**** Working data ****
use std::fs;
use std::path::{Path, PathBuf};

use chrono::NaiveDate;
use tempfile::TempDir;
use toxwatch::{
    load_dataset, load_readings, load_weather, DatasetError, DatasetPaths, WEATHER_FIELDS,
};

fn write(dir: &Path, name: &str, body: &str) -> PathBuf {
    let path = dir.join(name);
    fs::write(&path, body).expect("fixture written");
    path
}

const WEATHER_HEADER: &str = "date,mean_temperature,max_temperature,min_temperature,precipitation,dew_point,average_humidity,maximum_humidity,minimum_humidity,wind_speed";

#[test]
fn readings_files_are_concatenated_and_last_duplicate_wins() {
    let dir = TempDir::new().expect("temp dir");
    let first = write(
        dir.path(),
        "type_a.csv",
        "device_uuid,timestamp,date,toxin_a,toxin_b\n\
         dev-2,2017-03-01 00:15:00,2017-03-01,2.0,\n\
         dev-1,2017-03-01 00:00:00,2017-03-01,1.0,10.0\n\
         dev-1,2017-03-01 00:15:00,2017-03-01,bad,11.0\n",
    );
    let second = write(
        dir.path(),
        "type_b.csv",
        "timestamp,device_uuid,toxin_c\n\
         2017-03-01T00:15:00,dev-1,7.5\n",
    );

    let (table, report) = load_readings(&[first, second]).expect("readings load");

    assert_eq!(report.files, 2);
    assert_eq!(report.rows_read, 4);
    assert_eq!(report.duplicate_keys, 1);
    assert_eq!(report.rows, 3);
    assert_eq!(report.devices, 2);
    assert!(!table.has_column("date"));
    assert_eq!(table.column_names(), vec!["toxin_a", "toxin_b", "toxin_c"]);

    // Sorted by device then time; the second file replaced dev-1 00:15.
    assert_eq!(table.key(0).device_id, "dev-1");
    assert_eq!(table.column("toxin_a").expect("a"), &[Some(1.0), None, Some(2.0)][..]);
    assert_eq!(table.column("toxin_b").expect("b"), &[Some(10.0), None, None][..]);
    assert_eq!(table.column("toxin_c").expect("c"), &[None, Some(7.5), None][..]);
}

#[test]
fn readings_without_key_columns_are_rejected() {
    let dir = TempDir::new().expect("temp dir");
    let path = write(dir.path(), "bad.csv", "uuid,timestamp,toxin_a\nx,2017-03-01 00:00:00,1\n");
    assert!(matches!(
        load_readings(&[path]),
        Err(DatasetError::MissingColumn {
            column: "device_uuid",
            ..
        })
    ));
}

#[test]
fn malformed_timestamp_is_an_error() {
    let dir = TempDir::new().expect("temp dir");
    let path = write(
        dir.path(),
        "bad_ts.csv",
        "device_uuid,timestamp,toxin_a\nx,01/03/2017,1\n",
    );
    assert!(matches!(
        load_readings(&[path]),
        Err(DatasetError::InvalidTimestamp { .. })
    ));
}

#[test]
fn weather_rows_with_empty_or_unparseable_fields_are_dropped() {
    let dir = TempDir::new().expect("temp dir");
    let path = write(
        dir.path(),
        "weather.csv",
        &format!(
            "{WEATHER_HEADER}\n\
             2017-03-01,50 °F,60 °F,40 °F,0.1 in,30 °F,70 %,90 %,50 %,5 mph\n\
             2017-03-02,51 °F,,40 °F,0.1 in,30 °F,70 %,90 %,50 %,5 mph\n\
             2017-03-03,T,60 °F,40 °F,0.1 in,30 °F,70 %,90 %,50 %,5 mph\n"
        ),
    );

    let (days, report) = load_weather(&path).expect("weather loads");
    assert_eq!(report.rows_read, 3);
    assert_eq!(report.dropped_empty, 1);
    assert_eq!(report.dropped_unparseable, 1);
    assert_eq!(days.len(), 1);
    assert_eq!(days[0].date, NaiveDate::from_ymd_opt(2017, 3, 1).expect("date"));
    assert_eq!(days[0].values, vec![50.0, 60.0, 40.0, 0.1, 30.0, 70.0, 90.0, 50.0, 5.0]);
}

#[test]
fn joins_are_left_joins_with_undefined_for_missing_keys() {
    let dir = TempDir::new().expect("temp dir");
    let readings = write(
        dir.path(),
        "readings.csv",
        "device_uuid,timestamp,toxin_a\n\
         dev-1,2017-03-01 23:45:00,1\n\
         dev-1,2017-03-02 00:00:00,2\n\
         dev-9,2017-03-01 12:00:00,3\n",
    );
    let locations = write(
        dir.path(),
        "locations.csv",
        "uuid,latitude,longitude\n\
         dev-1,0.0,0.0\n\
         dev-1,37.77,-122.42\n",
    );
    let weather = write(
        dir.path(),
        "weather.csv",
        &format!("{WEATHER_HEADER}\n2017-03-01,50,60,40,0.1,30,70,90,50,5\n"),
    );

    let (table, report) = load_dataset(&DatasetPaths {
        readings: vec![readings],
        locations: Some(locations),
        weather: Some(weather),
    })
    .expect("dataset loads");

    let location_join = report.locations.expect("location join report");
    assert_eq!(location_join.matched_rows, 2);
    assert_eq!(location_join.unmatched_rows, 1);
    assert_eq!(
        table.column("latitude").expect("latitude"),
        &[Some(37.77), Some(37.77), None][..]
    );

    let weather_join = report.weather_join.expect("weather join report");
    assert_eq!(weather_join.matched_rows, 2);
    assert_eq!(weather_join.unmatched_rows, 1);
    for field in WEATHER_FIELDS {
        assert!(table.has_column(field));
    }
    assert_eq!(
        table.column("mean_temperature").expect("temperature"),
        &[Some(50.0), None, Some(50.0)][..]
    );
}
****
**** Working data ****
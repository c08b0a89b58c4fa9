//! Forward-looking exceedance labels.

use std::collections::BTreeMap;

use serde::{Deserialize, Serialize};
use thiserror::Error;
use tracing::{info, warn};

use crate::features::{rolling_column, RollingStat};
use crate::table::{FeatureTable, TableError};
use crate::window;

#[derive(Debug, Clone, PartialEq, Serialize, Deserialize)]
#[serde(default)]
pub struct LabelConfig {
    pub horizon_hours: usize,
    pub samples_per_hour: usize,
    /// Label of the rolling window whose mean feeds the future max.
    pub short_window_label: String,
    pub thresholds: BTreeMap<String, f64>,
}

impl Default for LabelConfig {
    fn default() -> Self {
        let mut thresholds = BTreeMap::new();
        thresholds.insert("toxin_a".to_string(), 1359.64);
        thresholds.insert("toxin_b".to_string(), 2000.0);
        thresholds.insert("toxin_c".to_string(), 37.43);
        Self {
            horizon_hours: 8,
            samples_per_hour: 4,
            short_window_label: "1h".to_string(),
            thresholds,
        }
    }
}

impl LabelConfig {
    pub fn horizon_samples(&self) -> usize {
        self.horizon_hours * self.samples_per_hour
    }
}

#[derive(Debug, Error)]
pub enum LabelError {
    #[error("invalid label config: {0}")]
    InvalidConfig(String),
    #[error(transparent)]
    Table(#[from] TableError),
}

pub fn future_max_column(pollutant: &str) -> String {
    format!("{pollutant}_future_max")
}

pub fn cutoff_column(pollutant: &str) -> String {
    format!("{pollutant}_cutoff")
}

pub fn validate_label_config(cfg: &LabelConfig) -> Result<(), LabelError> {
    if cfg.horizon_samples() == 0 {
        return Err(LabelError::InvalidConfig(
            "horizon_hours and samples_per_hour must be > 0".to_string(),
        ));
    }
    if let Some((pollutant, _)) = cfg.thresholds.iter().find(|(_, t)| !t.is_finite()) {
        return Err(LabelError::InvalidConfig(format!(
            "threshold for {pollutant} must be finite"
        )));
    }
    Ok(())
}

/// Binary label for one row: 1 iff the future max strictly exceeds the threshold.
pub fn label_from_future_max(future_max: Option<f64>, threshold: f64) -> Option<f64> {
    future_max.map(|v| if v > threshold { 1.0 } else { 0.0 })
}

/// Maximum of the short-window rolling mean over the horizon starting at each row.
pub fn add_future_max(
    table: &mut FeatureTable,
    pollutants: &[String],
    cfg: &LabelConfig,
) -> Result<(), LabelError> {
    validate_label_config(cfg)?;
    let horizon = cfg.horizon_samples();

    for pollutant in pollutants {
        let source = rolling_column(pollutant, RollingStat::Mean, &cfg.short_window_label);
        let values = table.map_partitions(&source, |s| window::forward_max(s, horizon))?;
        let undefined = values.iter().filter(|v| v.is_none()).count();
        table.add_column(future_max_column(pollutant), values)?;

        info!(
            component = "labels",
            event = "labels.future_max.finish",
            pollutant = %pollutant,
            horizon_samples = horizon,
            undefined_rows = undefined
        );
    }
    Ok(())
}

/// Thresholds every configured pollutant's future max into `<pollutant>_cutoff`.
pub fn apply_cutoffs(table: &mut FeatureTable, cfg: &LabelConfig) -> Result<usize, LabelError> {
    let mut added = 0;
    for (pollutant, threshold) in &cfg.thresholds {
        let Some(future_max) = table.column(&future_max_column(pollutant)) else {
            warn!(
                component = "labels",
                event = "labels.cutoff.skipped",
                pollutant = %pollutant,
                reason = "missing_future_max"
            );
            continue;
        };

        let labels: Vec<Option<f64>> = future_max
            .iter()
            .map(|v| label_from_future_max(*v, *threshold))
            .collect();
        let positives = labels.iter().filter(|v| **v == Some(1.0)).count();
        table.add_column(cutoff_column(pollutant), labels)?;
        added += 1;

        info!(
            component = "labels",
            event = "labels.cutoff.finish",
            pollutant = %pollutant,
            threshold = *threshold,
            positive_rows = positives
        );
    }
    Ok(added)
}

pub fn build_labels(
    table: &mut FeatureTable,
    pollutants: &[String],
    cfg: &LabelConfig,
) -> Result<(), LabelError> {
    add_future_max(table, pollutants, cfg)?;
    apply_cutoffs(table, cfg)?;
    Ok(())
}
****
**** Working data ****
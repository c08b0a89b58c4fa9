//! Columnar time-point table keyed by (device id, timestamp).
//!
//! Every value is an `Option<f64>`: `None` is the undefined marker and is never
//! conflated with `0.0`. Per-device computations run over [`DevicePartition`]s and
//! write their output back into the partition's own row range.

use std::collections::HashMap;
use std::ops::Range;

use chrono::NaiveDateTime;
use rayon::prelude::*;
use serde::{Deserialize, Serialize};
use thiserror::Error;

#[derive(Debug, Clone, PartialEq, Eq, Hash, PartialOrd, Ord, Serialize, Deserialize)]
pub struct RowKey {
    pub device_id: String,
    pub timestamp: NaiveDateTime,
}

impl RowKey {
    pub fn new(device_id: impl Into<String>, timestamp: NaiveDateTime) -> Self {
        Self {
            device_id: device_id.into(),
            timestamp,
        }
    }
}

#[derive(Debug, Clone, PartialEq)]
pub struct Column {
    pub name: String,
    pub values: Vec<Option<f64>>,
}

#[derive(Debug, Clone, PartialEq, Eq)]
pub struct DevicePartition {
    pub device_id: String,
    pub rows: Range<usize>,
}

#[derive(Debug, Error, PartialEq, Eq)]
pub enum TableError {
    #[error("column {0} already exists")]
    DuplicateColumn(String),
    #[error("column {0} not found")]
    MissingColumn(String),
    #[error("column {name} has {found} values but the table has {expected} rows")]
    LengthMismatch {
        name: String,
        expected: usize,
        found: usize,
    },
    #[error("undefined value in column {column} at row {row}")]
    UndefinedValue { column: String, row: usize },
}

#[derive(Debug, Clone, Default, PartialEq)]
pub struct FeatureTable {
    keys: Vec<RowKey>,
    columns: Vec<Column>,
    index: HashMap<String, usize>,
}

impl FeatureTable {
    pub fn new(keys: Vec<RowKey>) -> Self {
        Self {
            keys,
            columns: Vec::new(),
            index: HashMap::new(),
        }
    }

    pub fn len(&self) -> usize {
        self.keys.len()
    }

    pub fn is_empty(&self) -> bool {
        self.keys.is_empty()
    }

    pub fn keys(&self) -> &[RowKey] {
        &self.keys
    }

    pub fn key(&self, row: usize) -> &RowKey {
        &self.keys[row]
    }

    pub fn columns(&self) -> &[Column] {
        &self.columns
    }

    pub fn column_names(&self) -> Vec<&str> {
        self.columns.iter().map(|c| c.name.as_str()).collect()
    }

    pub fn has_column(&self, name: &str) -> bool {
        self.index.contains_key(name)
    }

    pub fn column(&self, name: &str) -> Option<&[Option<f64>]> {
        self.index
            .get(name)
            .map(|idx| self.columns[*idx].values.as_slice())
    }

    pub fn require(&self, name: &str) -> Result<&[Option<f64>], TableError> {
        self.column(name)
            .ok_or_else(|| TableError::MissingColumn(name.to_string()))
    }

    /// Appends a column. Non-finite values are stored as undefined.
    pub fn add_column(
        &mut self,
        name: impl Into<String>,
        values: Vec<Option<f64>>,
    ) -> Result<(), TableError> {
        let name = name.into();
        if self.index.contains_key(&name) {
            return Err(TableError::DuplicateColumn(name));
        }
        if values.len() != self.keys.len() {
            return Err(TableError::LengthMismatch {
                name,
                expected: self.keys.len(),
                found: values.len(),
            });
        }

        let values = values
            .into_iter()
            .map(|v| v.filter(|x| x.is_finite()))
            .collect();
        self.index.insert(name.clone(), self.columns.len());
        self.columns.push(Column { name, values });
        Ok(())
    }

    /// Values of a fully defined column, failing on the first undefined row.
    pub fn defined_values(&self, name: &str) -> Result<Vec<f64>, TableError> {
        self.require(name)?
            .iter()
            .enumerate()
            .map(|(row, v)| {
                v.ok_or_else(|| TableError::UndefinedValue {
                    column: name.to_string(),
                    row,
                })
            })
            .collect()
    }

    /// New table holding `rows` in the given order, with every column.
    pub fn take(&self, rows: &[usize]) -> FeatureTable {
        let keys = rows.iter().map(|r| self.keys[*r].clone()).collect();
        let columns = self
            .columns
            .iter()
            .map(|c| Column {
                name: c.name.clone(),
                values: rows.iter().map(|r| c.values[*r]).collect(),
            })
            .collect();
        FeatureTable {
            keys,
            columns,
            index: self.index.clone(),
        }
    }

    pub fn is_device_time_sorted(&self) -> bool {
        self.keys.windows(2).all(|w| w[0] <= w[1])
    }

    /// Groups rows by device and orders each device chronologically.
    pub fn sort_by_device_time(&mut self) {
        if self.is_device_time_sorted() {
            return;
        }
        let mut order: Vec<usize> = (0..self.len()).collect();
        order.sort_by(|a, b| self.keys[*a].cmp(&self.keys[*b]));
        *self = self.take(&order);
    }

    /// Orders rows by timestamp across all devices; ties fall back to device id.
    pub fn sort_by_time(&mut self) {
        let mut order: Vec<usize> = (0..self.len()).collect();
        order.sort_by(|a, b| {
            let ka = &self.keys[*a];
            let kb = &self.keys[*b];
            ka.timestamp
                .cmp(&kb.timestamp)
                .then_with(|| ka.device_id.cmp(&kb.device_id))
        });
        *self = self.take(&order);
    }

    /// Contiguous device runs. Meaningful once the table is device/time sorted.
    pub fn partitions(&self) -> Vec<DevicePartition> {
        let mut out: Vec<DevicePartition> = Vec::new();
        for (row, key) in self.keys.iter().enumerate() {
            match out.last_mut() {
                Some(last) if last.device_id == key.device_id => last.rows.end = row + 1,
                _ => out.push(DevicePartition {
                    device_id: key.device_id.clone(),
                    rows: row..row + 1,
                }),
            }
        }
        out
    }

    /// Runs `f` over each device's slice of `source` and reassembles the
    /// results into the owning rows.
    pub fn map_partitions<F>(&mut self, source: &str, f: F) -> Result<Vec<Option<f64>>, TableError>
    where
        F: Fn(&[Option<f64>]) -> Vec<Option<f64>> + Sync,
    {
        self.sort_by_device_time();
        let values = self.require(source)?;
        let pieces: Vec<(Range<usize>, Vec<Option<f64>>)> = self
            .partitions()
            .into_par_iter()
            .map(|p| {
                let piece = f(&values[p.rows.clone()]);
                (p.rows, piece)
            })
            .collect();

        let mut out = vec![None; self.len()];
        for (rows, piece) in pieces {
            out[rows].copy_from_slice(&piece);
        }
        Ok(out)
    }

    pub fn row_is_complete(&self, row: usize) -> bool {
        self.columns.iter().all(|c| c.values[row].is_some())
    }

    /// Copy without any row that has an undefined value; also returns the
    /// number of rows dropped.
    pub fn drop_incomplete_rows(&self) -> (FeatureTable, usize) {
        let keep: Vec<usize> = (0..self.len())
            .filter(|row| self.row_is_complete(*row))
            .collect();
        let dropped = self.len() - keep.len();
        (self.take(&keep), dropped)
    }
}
****
■ Problem to solve: State how many lines of the material above contain the word "count". Say nothing else.

■ Written solution: 2